El miércoles de la semana pasada mi celular expiró. De pronto, y cuando veníamos cerrando una semana corta con varias cosas por organizar, se apagó para no volver a arrancar nunca más. Por cierto que eso no lo supe hasta que hice una larga procesión que incluyó service no oficial y oficial ese mismo día y a principios de esta nueva semana. Pero esa es otra historia.
Lo que ocurrió a partir de entonces en mí es lo que quiero contar, y que en cierta forma fue revelador. Por supuesto que había tenido experiencias de desconexión de las redes en los retiros meditativos y situaciones donde intencionalmente decidía dejar de lado las preocupaciones mundanas y ganar en intimidad conmigo mismo. Pero esto fue distinto, porque no fue mi decisión, sino el capricho de la tecnología que no pude controlar y me sumió, sin buscarlo, en un silencio de aislamiento que mi cuerpo definió como amenazante y mi mente como perturbador.
Es que, aunque intenté activar la atención plena para observar mis “reacciones” (recordemos la diferencia que tiene esto con las “respuestas” para el entrenamiento en mindfulness), me fue bastante difícil mantener equilibrio y calma. De hecho, me levanté el jueves y me sentía algo irritable y desorientado. Así me lo hicieron saber quienes padecían este estado en mí, y no fue sino allí cuando terminé de redondear mi diagnóstico psicológico: apego algo adictivo a las redes sociales.
Lo que cambia
Tanto es el uso que le brindamos a las redes a través del móvil, que el silencio comunicacional que se establece nos hace pensar que estamos perdiéndonos cosas todo el tiempo.
Así, a pesar de ir procesando y practicando la paciencia y la aceptación durante cada día de ausencia del mismo, cada momento, no podía sino extrañar la inmersión a fondo en discusiones polémicas en twitter o en los grupos de whattsapp (el artista que denunciaba a su esposa en el programa de Mirtha, los cuatro goles de boca en cancha de river) al punto de preguntarle a mi hijo mayor, cada tanto: “¿qué se dice en las redes sobre este tema?”.
Pero también fue una oportunidad de descubrir.

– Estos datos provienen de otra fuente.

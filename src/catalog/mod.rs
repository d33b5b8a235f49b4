pub mod definition;
pub mod source;
pub mod store;

pub use definition::*;
pub use source::*;
pub use store::*;
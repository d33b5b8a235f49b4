use crate::catalog::{CatalogEntry, EntrySource, Recipe};
use crate::error::ResolveError;
use tracing::trace;

/// One base ingredient reached along one path of the recipe tree, already scaled by
/// the product of every quantity on that path.
#[derive(Debug, Clone, PartialEq, Eq)]
pub struct Occurrence {
    pub name: String,
    pub quantity: u64,
    pub cook_time: u64,
}

/// Depth-first walk over a recipe's required items.
///
/// `path` holds the recipes currently being expanded, root first. A recipe that shows
/// up again while it is still on the path is a cycle; one reached twice along separate
/// branches is not.
pub(super) struct Expander<'a, S: ?Sized> {
    source: &'a S,
    path: Vec<&'a str>,
    occurrences: Vec<Occurrence>,
}

impl<'a, S> Expander<'a, S>
where
    S: EntrySource + ?Sized,
{
    pub(super) fn new(source: &'a S) -> Self {
        Self {
            source,
            path: Vec::new(),
            occurrences: Vec::new(),
        }
    }

    /// Consumes the expander and returns every leaf occurrence in traversal order.
    pub(super) fn expand(
        mut self,
        recipe: &'a Recipe,
        multiplier: u64,
    ) -> Result<Vec<Occurrence>, ResolveError> {
        self.expand_recipe(recipe, multiplier)?;
        Ok(self.occurrences)
    }

    fn expand_recipe(&mut self, recipe: &'a Recipe, multiplier: u64) -> Result<(), ResolveError> {
        if let Some(start) = self.path.iter().position(|name| *name == recipe.name) {
            let mut cycle: Vec<String> = self.path[start..].iter().map(|n| n.to_string()).collect();
            cycle.push(recipe.name.clone());
            return Err(ResolveError::CyclicReference { cycle });
        }

        trace!(recipe = %recipe.name, multiplier, depth = self.path.len(), "expanding");
        self.path.push(&recipe.name);

        for item in &recipe.required_items {
            let entry =
                self.source
                    .entry(&item.name)
                    .ok_or_else(|| ResolveError::MissingReference {
                        missing: item.name.clone(),
                        required_by: recipe.name.clone(),
                    })?;
            let quantity =
                item.quantity
                    .checked_mul(multiplier)
                    .ok_or_else(|| ResolveError::QuantityOverflow {
                        item: item.name.clone(),
                    })?;

            match entry {
                CatalogEntry::Ingredient(ingredient) => self.occurrences.push(Occurrence {
                    name: ingredient.name.clone(),
                    quantity,
                    cook_time: ingredient.cook_time,
                }),
                CatalogEntry::Recipe(sub_recipe) => self.expand_recipe(sub_recipe, quantity)?,
            }
        }

        self.path.pop();
        Ok(())
    }
}
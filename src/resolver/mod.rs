use crate::catalog::{CatalogEntry, EntrySource};
use crate::error::ResolveError;
use serde::{Deserialize, Serialize};
use tracing::{debug, info};

mod aggregate;
mod expand;

pub use aggregate::aggregate;
pub use expand::Occurrence;

use expand::Expander;

/// A base ingredient and its total quantity for one unit of the resolved recipe.
#[derive(Serialize, Deserialize, Debug, Clone, PartialEq, Eq)]
pub struct IngredientQuantity {
    pub name: String,
    pub quantity: u64,
}

/// The flattened manifest of a recipe: every base ingredient it needs and the total
/// cook time for one unit.
#[derive(Serialize, Deserialize, Debug, Clone, PartialEq, Eq)]
#[serde(rename_all = "camelCase")]
pub struct RecipeSummary {
    pub name: String,
    pub cook_time: u64,
    pub ingredients: Vec<IngredientQuantity>,
}

/// Resolves recipes against a set of catalog entries.
///
/// The resolver never mutates its source. Each call builds an independent manifest,
/// so one resolver can serve any number of queries against the same view.
pub struct Resolver<'a, S: ?Sized> {
    source: &'a S,
}

impl<'a, S> Resolver<'a, S>
where
    S: EntrySource + ?Sized,
{
    pub fn new(source: &'a S) -> Self {
        Self { source }
    }

    /// Expands the recipe `name` into its raw leaf occurrences, each scaled by
    /// `multiplier` and by every quantity on its path.
    ///
    /// The occurrences come back in depth-first, left-to-right order and are not merged:
    /// an ingredient reached along two paths appears twice.
    pub fn expand(&self, name: &str, multiplier: u64) -> Result<Vec<Occurrence>, ResolveError> {
        let recipe = match self.source.entry(name) {
            Some(CatalogEntry::Recipe(recipe)) => recipe,
            Some(CatalogEntry::Ingredient(_)) | None => {
                return Err(ResolveError::RecipeNotFound(name.to_string()));
            }
        };
        Expander::new(self.source).expand(recipe, multiplier)
    }

    /// Resolves one unit of the recipe `name`.
    ///
    /// Fails without a partial result if the name is not a recipe, if any entry in its
    /// transitive closure is missing, or if the recipe requires itself.
    pub fn resolve(&self, name: &str) -> Result<RecipeSummary, ResolveError> {
        let occurrences = self.expand(name, 1)?;
        debug!(recipe = %name, occurrences = occurrences.len(), "expanded recipe");

        let (ingredients, cook_time) = aggregate(&occurrences)?;
        info!(
            recipe = %name,
            ingredients = ingredients.len(),
            cook_time,
            "resolved recipe"
        );

        Ok(RecipeSummary {
            name: name.to_string(),
            cook_time,
            ingredients,
        })
    }
}

/// Shorthand for `Resolver::new(source).resolve(name)`.
pub fn resolve<S>(name: &str, source: &S) -> Result<RecipeSummary, ResolveError>
where
    S: EntrySource + ?Sized,
{
    Resolver::new(source).resolve(name)
}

Descubrir cómo se va configurando en mi mente (y en la de todos nosotros) una peligrosa obediencia adictiva al contacto constante con esa corriente intangible que llamamos Internet y a la necesidad de experimentar cierto “ruido constante” a nivel psíquico. Como algo que te empacha, te llena y te mantiene “ocupado”. Pero no en lo más importante.
Aprender a modular el uso de las redes
Entonces me hice una promesa. Y escribiendo esta columna me estoy obligando a cumplirla: hacer un uso más cuidadoso y conciente de las redes, al punto de desprenderme de lo que no es realmente necesario e importante. Desintoxicarme del streaming que desborda e inunda nuestras neuronas para tomar de él lo que puedo procesar con calma, con más profundidad, y cuando lo considero necesario.
Ahora, me puse como meta dos entradas en el día en Facebook y Twitter. Al Whattsapp tengo que revisarlo un poco más frecuentemente porque las personas lo han adoptado como lo que antes eran los sms.
Veremos cuánto dura mi promesa. Y si me facilita llegar antes a la iluminación.